2.1.1 Dewpoint Typical atmospheric water vapour levels are between 0.5% and 1%, resulting in a water dewpoint temperature of 0 - 10°C. In comparison, the water dewpoint in a combustion atmosphere containing about 10% moisture is approximately 40°C. Flue gases discharged by wet scrubbers are saturated. The dewpoint temperature is influenced by the presence of other condensable constituents such as sulphur trioxide, hydrogen chloride, traces of hydrogen fluoride, etc., the acidic condensate forming at higher temperatures than water vapour alone. As a flue gas generated by the combustion of a sulphurcontaining fossil fuel is cooled, the first temperature at which sulphuric acid occurs will depend primarily on the partial pressures of sulphur trioxide and water vapour, generally in the range 120-150 °C. At a lower temperature, however, higher than water dewpoint, hydrochloric acid will condense, together with other acid forming compounds with varying acid dewpoint.
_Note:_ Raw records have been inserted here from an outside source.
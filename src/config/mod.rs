mod settings;

use crate::config::settings::PartialSettings;
use config::{Config, ConfigError, Environment, File};

pub use settings::{RealtimeSettings, ServerSettings, Settings};

/// Loads the configuration from the default file and environment variables
/// and merges it with default values.
pub fn load_config() -> Result<Settings, ConfigError> {
    let builder = Config::builder()
        .add_source(File::with_name("config/default").required(false))
        .add_source(Environment::default().separator("_"));

    let config = builder.build()?;

    // Take what is available and fill the rest from defaults.
    let partial: PartialSettings = config.try_deserialize()?;
    let default = Settings::default();

    Ok(Settings {
        server: ServerSettings {
            host: partial
                .server
                .as_ref()
                .and_then(|s| s.host.clone())
                .unwrap_or(default.server.host),
            port: partial
                .server
                .as_ref()
                .and_then(|s| s.port)
                .unwrap_or(default.server.port),
            jwt_secret: partial
                .server
                .as_ref()
                .and_then(|s| s.jwt_secret.clone())
                .unwrap_or(default.server.jwt_secret),
        },
        realtime: RealtimeSettings {
            retry_base_ms: partial
                .realtime
                .as_ref()
                .and_then(|r| r.retry_base_ms)
                .unwrap_or(default.realtime.retry_base_ms),
            retry_cap_ms: partial
                .realtime
                .as_ref()
                .and_then(|r| r.retry_cap_ms)
                .unwrap_or(default.realtime.retry_cap_ms),
            max_retry_attempts: partial
                .realtime
                .as_ref()
                .and_then(|r| r.max_retry_attempts)
                .unwrap_or(default.realtime.max_retry_attempts),
            typing_debounce_ms: partial
                .realtime
                .as_ref()
                .and_then(|r| r.typing_debounce_ms)
                .unwrap_or(default.realtime.typing_debounce_ms),
            typing_idle_ms: partial
                .realtime
                .as_ref()
                .and_then(|r| r.typing_idle_ms)
                .unwrap_or(default.realtime.typing_idle_ms),
        },
    })
}

#[cfg(test)]
mod tests {
    use super::*;
    use serial_test::serial;
    use std::env;
    use std::fs;
    use tempfile::TempDir;

    #[test]
    fn default_settings_are_sane() {
        let settings = Settings::default();
        assert_eq!(settings.server.port, 8080);
        assert_eq!(settings.realtime.max_retry_attempts, 5);
        assert!(settings.realtime.retry_cap_ms >= settings.realtime.retry_base_ms);
    }

    #[test]
    #[serial]
    fn load_config_from_file_overrides_defaults() {
        // Run from a temp dir so load_config picks up config/default.toml
        // written there.
        let tmp = TempDir::new().expect("create tempdir");
        let orig = env::current_dir().expect("current_dir");
        env::set_current_dir(tmp.path()).expect("set current dir");

        fs::create_dir_all("config").expect("create config dir");
        let toml = r#"
            [server]
            host = "0.0.0.0"
            port = 9000
            jwt_secret = "file_secret"

            [realtime]
            retry_base_ms = 250
            max_retry_attempts = 8
        "#;
        fs::write("config/default.toml", toml).expect("write config file");

        let cfg = load_config().expect("load_config failed");
        assert_eq!(cfg.server.host, "0.0.0.0");
        assert_eq!(cfg.server.port, 9000);
        assert_eq!(cfg.server.jwt_secret, "file_secret");
        assert_eq!(cfg.realtime.retry_base_ms, 250);
        assert_eq!(cfg.realtime.max_retry_attempts, 8);
        // Untouched keys keep their defaults.
        assert_eq!(cfg.realtime.typing_idle_ms, 3000);

        env::set_current_dir(orig).expect("restore cwd");
    }
}
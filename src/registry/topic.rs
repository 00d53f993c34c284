//! Topic management
//!
//! A `Topic` holds the set of connection ids joined to a particular topic
//! name. Membership is a `HashSet`, so duplicate joins are a no-op.
//!
//! Topic names are namespaced strings. The three constructors below are the
//! single source of truth for the naming scheme; nothing else in the crate
//! builds a topic name by hand. Entity topics are keyed by entity id
//! uniformly for comments and replies.
//!
//! Concurrency note: callers must synchronize access to `Topic` (for example
//! via the registry lock) when modifying membership.

use std::collections::HashSet;

use crate::registry::connection::ConnectionId;

/// Topic scoped to one comment or reply: its replies and reactions.
pub fn entity_topic(entity_id: &str) -> String {
    format!("entity:{entity_id}")
}

/// The single well-known topic receiving every new top-level comment.
pub fn broadcast_topic() -> String {
    "broadcast".to_string()
}

/// Private per-subject topic, used for notifications only that subject
/// should see. Joined automatically by the gate, never by request.
pub fn subject_topic(subject: &str) -> String {
    format!("subject:{subject}")
}

#[derive(Debug, Default)]
pub struct Topic {
    pub name: String,
    pub members: HashSet<ConnectionId>,
}

impl Topic {
    pub fn new(name: &str) -> Self {
        Self {
            name: name.to_string(),
            members: HashSet::new(),
        }
    }

    /// Add a member. Duplicate adds are ignored.
    pub fn add(&mut self, id: ConnectionId) {
        self.members.insert(id);
    }

    /// Remove a member. Returns true when the topic is now empty and should
    /// be dropped from the registry map.
    pub fn remove(&mut self, id: &ConnectionId) -> bool {
        self.members.remove(id);
        self.members.is_empty()
    }
}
In the present context “acid dewpoint” refers to the sulphuric acid dewpoint temperature as this is the highest at which acid condensation commences. From Figure 2-1i at a dewpoint of 150°C., the sulphuric acid formed from combination of SO3 + H2O may have a concentration as high as 80%. Sulphuric acid is hygroscopic so that as the temperature falls water is absorbed, diluting the acid concentration. Chimney materials subject to acid dewpoint corrosion must be resistant to a wide range of acid concentrations at temperature.
i
Figure 2-1 Variation of condensed sulphuric acid concentration with temperature; water vapour content of gases approximately 8%
Dewpoint Corrosion: Mechanisms and Solution, Meadowcroft D.B. & Cox W.M., “Dewpoint corrosion”, 1985, Inst of Corr. Sci & Tech.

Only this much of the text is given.